Share

Anak Rahasia Kepala Sekolah
Anak Rahasia Kepala Sekolah
Author: Fiska Aimma

Bab 1. Meet Again

Adel :

[Lin, masih di mana? Ayo buruan datang ke rapat OTS sekarang! Aku yakin kamu bakalan kaget kalau melihat tampang Pak Kepsek yang baru.]

Me : 

[Iya, iya, ini aku lagi otewe ke sana bentar lagi. Emang kenapa sih tampangnya? Ampe kamu heboh banget.]

Adel :

[Udah jangan banyak tanya! Pokoknya kalau kamu gak ke sini! Aku pilih kamu jadi dewan komite sekolah. Biar deketan terus sama kepseknya.]

"Astaghfirullah! Emang siapa sih kepseknya? Nicholas Saputra, Angga Yunanda atau Rio Dewanto?
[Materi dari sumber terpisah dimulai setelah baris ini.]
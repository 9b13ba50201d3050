use std::fs;
use std::path::{Path, PathBuf};

use assert_cmd::Command;
use tempfile::TempDir;

/// A scratch directory holding compressed event logs and optional config.
pub struct LogFixture {
    dir: TempDir,
}

impl LogFixture {
    pub fn new() -> Self {
        Self {
            dir: tempfile::tempdir().expect("failed to create tempdir"),
        }
    }

    pub fn path(&self) -> &Path {
        self.dir.path()
    }

    /// Join `lines`, compress them as a single zstd frame, and write the
    /// result under the fixture directory.
    pub fn write_log(&self, name: &str, lines: &[String]) -> PathBuf {
        let text = lines.join("\n");
        let bytes = zstd::stream::encode_all(text.as_bytes(), 3).expect("compress log");
        self.write_raw(name, &bytes)
    }

    pub fn write_raw(&self, name: &str, bytes: &[u8]) -> PathBuf {
        let path = self.dir.path().join(name);
        fs::write(&path, bytes).expect("write file");
        path
    }

    pub fn write_config(&self, contents: &str) -> PathBuf {
        let path = self.dir.path().join(".stagetime.toml");
        fs::write(&path, contents).expect("write config");
        path
    }
}

pub fn task_start_line(task_id: i64, stage_id: i64, launch: i64) -> String {
    format!(
        r#"{{"Event":"SparkListenerTaskStart","Stage ID":{stage_id},"Task Info":{{"Task ID":{task_id},"Launch Time":{launch}}}}}"#
    )
}

pub fn task_end_line(task_id: i64, stage_id: i64, launch: i64, finish: i64) -> String {
    format!(
        r#"{{"Event":"SparkListenerTaskEnd","Stage ID":{stage_id},"Task Info":{{"Task ID":{task_id},"Launch Time":{launch},"Finish Time":{finish}}}}}"#
    )
}

pub fn stagetime_cmd() -> Command {
    let mut cmd = Command::cargo_bin("stagetime").expect("binary");
    cmd.env_remove("STAGETIME_LOG");
    cmd
}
Ah, dasar si Adel rempong terus!"

Aku terkekeh konyol membaca isi chat dari Adel yang terus saja memprotesku gara-gara telat datang ke rapat bulanan sekolah Aliza--anakku yang sekarang sudah menginjak kelas dua SD. 

Adel adalah sahabatku yang kebetulan anaknya sekelas dengan anakku, dari dia juga biasanya aku mendapat info-info penting sekolah yang kadang aku lewatkan. Termasuk tentang agenda hari ini tapi sayangnya aku malah datang telat.

Sebenarnya, bukan dengan sengaja aku terlambat menghadiri rapat sekarang, pekerjaan yang padat dan rapat yang tanpa henti membuatku harus membagi waktu. 

Maklum, sebagai janda terbuang yang memiliki amanah pekerjaan yang banyak dan juga menjadi tulang punggung keluarga sudah sepantasnya aku berjuang. Apalagi, aku juga punya anak yang masih butuh aku hidupi.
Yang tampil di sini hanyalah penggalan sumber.